___ Supplied data
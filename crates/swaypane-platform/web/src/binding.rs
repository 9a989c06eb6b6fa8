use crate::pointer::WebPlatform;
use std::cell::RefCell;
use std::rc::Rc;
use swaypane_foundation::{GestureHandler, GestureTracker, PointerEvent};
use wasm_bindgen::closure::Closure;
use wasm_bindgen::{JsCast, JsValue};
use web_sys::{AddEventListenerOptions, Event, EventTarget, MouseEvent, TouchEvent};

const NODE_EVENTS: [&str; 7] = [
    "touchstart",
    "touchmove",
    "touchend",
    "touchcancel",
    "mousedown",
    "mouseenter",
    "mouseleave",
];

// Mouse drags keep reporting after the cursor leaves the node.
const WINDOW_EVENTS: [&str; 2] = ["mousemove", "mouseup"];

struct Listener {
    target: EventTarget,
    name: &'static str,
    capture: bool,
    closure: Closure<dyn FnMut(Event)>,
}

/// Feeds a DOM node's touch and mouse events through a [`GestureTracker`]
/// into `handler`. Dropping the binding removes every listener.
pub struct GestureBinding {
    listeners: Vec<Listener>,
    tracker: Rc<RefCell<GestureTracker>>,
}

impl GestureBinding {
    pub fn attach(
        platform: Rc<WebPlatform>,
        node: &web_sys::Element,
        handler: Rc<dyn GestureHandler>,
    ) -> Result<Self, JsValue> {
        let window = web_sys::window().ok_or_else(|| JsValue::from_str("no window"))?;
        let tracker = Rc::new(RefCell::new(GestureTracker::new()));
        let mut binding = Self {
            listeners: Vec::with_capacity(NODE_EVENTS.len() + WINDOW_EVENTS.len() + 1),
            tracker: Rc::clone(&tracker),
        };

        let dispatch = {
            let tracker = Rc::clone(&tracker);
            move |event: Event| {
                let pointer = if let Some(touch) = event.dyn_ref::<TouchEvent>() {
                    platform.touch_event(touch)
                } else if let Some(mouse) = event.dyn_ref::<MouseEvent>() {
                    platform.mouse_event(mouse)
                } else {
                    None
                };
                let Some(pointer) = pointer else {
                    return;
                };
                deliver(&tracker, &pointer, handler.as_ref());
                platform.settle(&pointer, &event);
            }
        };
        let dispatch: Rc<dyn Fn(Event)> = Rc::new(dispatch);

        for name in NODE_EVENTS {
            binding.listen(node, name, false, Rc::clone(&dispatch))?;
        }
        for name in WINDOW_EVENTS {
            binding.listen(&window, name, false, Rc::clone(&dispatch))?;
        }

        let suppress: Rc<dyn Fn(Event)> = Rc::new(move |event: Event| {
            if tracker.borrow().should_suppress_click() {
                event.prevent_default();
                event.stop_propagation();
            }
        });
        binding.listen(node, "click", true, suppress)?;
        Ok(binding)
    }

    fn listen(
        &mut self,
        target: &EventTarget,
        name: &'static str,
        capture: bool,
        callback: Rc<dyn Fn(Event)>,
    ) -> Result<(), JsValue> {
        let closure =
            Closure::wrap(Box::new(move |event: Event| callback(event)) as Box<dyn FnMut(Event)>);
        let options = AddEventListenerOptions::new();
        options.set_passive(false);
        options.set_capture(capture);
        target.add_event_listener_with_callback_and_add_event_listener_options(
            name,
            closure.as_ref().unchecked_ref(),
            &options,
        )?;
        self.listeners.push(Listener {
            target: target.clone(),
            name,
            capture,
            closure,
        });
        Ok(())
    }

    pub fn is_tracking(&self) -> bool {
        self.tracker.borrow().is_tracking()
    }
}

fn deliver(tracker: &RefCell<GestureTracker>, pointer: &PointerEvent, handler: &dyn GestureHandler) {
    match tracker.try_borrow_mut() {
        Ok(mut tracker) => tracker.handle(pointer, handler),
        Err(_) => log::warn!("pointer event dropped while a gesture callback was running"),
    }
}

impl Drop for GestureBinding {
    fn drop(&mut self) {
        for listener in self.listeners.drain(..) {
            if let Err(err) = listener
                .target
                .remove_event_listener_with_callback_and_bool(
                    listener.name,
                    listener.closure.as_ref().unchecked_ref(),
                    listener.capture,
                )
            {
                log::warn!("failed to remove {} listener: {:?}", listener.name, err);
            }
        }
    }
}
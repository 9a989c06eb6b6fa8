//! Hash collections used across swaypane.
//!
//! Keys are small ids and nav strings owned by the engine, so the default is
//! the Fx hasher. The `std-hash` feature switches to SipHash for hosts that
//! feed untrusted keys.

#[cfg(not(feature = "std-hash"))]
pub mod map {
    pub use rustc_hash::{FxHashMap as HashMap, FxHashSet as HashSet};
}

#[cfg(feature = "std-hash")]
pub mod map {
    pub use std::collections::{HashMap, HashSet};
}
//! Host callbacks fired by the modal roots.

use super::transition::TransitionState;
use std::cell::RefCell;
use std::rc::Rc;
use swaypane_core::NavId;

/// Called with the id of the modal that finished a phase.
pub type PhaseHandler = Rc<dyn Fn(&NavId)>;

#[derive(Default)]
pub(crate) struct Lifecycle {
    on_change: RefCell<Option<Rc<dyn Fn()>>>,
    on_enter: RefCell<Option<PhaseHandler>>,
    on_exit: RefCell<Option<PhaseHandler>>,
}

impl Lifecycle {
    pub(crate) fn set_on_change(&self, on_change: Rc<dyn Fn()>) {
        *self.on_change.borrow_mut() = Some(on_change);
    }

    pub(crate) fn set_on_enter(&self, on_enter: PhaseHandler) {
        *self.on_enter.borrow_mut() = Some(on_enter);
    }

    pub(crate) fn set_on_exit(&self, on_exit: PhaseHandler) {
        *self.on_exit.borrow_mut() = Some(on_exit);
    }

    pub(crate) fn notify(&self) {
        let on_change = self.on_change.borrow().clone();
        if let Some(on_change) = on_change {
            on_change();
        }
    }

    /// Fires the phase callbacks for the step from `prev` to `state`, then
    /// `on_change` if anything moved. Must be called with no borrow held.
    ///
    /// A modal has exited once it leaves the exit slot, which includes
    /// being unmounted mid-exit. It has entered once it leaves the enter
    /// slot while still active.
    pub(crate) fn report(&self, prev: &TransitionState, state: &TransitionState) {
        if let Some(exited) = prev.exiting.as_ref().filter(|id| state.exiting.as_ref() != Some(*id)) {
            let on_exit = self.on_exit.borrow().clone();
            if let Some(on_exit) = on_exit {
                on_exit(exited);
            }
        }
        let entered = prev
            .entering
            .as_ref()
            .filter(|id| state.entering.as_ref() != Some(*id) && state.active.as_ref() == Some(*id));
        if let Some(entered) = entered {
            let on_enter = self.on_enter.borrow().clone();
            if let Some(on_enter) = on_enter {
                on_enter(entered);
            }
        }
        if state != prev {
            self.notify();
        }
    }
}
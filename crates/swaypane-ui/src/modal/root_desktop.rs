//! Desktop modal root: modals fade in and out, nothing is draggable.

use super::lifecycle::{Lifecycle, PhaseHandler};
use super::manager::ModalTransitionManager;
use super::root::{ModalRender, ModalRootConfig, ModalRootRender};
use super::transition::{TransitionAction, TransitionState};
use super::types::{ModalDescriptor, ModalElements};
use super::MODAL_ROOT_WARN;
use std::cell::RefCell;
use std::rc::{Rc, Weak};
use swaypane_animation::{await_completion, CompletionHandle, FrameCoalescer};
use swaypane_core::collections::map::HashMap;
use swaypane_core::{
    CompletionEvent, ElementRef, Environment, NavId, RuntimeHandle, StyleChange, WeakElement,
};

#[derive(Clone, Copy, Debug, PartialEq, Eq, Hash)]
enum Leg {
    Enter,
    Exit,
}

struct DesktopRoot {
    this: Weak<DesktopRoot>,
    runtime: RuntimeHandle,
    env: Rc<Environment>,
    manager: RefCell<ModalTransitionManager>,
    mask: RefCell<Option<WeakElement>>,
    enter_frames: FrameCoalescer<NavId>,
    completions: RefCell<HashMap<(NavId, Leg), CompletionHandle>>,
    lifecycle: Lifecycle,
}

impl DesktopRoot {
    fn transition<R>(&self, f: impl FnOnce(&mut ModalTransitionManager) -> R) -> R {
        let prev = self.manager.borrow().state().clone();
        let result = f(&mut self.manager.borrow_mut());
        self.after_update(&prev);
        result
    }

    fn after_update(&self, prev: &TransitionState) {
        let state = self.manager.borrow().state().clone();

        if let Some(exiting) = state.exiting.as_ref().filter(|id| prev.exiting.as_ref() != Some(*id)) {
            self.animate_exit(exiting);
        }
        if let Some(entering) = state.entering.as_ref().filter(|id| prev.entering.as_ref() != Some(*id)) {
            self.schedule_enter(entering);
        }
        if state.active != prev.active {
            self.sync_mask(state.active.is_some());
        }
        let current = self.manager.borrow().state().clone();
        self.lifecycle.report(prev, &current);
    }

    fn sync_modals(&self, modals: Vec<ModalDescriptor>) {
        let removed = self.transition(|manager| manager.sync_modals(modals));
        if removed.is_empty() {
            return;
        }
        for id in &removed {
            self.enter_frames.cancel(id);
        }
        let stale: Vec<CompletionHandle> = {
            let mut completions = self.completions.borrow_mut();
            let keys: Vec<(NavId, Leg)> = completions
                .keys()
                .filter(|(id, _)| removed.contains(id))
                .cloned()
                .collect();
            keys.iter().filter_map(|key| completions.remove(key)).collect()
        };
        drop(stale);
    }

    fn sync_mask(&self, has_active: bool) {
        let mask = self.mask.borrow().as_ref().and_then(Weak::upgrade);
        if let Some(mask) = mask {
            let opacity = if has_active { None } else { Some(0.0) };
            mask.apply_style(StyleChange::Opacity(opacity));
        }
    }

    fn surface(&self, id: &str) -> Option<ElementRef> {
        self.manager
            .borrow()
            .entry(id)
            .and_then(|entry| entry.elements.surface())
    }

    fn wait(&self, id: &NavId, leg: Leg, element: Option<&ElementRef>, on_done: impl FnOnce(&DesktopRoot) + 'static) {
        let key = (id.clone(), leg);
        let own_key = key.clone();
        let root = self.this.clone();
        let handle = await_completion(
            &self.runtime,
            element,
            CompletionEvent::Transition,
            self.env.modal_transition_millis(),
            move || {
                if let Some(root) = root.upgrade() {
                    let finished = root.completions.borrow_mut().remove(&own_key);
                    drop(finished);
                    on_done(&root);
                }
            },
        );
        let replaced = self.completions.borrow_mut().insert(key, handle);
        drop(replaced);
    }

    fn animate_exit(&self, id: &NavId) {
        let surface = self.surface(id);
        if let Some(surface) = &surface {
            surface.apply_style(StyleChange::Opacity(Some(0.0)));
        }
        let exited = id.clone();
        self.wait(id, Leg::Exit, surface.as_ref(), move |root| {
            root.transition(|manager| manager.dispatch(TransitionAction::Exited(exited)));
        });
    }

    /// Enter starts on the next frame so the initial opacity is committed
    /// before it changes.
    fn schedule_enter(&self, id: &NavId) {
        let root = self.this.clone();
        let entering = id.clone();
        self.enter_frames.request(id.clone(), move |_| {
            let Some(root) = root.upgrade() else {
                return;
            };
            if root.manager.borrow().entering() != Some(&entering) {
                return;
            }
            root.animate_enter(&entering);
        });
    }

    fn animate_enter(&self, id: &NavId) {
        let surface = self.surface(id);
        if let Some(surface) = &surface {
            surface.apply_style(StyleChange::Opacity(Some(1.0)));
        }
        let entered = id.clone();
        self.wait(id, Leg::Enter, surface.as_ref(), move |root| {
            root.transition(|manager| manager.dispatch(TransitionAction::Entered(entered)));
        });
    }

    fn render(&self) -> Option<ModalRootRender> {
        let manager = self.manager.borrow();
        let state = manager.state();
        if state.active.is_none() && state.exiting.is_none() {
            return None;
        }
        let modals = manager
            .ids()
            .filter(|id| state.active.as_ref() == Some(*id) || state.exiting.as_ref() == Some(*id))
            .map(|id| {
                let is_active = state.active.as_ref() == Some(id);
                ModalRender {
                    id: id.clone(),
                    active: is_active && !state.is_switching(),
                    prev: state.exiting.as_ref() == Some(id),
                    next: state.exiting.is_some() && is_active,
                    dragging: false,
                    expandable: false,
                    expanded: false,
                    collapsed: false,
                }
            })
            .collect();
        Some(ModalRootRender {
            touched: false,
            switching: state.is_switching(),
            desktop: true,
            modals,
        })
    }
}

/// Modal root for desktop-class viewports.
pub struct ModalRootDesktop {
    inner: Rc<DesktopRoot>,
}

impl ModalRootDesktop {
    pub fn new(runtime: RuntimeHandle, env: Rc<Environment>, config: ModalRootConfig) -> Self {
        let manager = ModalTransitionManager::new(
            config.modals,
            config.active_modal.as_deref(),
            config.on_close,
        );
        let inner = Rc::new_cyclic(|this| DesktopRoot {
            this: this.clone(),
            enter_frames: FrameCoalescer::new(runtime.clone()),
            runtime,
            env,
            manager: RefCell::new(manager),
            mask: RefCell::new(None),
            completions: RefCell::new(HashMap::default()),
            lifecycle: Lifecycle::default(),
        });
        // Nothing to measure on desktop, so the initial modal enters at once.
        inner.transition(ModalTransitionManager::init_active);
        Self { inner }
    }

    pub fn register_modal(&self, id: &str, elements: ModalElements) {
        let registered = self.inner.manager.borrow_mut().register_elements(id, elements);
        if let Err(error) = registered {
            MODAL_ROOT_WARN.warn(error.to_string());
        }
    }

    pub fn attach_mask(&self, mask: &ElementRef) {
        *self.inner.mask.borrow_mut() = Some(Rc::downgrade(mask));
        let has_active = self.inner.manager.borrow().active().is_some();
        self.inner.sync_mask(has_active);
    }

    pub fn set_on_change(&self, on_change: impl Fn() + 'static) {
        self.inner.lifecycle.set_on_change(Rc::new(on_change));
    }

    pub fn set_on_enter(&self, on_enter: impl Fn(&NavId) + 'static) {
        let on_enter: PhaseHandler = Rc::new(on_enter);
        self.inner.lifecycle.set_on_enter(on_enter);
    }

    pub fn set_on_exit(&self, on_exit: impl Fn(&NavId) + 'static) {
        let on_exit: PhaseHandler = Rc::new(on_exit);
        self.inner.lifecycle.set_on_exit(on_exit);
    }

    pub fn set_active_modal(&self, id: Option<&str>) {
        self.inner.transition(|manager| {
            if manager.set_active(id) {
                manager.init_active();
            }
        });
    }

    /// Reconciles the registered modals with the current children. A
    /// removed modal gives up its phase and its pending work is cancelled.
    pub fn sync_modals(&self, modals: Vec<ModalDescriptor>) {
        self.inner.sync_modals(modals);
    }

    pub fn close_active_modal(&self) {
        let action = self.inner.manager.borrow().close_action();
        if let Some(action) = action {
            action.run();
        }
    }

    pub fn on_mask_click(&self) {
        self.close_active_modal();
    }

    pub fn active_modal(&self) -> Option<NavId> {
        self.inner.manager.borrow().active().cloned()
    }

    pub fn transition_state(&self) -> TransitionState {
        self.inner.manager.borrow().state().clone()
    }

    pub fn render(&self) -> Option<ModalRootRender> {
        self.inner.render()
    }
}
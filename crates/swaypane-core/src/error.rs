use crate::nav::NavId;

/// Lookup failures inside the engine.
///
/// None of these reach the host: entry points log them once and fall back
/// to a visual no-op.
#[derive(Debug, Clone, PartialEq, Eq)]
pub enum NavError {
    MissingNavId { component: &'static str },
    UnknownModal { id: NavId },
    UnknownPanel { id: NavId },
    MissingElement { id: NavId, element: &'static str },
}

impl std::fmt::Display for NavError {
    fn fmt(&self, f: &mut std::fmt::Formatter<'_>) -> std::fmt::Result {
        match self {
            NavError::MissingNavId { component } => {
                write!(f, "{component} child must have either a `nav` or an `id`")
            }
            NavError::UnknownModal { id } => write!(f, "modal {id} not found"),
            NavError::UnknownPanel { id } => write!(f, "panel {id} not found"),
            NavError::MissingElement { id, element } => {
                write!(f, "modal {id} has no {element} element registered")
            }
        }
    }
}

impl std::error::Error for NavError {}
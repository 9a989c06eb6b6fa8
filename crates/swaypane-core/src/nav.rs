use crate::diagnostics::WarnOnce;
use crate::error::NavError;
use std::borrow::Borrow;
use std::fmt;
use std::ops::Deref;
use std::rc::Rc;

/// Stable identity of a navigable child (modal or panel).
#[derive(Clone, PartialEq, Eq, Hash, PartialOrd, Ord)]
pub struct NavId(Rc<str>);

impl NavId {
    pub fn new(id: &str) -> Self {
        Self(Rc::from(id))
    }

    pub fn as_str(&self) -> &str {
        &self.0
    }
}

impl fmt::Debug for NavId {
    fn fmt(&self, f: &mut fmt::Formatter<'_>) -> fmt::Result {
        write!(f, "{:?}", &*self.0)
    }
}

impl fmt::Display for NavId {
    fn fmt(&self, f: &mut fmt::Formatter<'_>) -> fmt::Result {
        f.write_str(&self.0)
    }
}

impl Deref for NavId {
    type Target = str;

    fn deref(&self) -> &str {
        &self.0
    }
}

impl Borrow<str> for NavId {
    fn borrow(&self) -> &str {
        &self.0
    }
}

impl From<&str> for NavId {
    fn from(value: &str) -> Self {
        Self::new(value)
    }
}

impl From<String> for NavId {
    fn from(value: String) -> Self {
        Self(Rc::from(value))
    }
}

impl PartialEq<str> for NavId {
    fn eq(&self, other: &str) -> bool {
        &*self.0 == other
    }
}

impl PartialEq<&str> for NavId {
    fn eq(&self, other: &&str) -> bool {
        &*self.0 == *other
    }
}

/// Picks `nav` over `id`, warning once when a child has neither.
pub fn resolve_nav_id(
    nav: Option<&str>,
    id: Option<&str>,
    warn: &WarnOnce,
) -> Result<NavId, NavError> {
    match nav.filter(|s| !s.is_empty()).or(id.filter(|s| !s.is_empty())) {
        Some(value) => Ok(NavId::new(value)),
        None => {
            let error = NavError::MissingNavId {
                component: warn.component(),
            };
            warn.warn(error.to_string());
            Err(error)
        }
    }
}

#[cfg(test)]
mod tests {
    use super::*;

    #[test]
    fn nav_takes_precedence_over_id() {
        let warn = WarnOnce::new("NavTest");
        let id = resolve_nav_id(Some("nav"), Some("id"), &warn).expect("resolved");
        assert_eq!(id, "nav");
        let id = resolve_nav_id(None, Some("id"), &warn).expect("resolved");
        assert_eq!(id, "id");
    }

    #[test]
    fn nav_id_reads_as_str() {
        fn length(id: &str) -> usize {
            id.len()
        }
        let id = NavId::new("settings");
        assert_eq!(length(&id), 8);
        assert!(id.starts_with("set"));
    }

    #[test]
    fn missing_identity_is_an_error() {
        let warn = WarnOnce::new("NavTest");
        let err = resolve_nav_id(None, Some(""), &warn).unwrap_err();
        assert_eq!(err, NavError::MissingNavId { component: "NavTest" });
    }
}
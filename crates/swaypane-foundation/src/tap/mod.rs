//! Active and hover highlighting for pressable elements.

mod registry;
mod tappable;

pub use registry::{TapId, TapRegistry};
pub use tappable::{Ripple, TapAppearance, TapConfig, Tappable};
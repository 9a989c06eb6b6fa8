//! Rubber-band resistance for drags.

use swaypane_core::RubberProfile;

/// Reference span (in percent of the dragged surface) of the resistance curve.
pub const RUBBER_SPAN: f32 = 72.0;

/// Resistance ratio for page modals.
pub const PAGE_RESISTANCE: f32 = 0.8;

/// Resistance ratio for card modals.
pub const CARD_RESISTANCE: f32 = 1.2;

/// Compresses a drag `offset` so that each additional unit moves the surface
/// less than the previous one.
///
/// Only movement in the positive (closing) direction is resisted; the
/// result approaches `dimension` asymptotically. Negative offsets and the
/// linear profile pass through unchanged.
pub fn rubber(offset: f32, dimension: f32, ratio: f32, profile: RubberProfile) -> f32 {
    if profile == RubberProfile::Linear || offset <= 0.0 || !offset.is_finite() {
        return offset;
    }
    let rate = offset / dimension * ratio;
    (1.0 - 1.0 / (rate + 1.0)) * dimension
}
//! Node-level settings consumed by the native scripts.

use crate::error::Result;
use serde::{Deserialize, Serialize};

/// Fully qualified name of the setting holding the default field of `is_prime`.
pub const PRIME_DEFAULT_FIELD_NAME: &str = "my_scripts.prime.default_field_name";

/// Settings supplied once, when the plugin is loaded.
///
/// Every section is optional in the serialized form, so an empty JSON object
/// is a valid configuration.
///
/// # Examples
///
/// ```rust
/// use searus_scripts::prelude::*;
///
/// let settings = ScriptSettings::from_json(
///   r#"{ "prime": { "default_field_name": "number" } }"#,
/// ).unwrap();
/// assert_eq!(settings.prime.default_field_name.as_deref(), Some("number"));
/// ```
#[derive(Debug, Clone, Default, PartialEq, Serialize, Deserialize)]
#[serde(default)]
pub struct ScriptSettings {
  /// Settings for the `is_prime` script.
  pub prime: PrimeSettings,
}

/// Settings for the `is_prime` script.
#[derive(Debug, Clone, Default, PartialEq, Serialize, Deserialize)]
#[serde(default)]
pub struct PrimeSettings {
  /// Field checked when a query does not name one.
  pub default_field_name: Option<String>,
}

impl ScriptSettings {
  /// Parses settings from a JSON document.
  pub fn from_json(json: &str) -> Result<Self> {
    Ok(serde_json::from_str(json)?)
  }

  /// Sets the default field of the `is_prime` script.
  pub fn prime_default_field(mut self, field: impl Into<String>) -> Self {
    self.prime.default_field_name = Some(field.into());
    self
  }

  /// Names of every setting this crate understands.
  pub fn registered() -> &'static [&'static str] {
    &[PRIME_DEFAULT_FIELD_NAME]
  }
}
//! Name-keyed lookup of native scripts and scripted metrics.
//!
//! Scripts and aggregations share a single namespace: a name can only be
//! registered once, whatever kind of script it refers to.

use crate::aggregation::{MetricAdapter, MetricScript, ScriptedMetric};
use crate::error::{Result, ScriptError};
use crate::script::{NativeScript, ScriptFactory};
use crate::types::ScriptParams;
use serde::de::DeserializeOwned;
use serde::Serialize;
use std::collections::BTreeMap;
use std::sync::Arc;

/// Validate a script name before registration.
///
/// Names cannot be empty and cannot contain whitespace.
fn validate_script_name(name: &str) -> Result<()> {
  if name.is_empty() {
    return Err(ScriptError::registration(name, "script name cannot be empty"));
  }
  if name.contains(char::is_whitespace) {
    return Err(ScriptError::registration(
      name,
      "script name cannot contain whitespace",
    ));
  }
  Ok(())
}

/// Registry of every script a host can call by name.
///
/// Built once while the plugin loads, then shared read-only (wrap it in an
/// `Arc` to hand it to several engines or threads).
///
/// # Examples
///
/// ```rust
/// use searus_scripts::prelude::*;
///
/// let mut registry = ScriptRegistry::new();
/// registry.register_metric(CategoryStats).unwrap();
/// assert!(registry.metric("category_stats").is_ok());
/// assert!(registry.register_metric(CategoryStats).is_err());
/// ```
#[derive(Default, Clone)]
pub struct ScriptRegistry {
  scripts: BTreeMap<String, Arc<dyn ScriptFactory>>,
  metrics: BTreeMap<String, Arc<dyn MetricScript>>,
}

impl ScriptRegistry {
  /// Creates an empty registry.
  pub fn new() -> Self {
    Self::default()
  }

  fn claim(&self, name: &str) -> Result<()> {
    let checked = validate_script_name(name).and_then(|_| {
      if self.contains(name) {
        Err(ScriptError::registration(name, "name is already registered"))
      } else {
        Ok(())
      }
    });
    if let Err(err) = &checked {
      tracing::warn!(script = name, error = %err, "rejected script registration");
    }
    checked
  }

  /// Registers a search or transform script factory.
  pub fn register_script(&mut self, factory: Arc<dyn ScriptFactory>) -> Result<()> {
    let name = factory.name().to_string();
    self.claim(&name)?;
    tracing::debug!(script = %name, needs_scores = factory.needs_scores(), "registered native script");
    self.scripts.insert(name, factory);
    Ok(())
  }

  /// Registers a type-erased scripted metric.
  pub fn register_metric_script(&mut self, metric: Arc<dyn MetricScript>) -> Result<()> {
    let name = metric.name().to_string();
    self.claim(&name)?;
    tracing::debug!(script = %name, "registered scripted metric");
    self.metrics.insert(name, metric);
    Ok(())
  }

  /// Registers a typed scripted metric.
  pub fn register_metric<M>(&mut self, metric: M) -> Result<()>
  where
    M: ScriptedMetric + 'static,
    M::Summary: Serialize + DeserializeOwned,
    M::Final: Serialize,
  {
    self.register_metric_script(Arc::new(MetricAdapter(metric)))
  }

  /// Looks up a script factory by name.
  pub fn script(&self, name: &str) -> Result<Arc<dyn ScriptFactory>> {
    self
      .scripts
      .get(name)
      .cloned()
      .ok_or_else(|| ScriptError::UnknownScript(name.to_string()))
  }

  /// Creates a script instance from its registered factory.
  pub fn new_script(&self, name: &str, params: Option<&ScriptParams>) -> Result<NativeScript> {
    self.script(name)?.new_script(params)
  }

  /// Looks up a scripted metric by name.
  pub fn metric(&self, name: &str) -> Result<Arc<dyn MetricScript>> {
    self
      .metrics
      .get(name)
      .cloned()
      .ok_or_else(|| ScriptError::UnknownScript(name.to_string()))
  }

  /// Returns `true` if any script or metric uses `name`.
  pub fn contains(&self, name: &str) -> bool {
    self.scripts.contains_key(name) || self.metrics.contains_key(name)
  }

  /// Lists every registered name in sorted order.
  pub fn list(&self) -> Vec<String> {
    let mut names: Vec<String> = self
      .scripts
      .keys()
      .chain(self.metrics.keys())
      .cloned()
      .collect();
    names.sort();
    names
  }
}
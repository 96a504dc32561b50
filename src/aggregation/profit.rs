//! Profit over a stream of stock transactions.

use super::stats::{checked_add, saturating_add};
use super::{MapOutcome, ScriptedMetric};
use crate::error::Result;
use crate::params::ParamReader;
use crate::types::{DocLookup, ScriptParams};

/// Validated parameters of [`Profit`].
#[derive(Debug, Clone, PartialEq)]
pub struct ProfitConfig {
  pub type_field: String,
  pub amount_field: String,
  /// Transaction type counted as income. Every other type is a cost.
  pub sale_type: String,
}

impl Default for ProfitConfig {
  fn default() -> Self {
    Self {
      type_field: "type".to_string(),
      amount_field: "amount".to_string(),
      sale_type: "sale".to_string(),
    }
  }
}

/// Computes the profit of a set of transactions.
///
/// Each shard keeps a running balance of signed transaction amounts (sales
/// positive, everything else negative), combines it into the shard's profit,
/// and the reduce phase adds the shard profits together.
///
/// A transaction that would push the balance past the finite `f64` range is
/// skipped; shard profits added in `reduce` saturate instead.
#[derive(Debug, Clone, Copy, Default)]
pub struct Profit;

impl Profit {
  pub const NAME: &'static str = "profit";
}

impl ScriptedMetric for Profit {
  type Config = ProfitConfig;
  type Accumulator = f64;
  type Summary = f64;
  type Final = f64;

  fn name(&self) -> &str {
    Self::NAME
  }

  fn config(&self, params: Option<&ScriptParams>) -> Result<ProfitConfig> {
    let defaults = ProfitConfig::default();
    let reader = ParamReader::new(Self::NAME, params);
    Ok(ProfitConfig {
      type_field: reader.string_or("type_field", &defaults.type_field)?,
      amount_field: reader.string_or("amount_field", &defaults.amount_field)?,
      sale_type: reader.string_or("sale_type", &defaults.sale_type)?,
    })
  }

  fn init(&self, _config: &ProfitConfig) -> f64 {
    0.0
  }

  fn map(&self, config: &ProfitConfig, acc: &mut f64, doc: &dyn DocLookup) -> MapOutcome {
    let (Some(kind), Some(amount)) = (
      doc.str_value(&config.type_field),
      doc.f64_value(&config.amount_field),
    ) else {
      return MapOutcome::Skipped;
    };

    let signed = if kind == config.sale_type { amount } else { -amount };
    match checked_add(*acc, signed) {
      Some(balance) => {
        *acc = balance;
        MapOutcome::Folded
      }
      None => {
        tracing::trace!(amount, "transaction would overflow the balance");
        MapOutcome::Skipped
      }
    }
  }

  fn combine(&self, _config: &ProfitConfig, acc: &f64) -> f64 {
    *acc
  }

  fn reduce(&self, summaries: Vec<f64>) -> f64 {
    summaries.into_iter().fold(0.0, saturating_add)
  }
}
______
Report each line of the records that holds the word "Summary".

    M::Summary: Serialize + DeserializeOwned,
  type Summary = f64;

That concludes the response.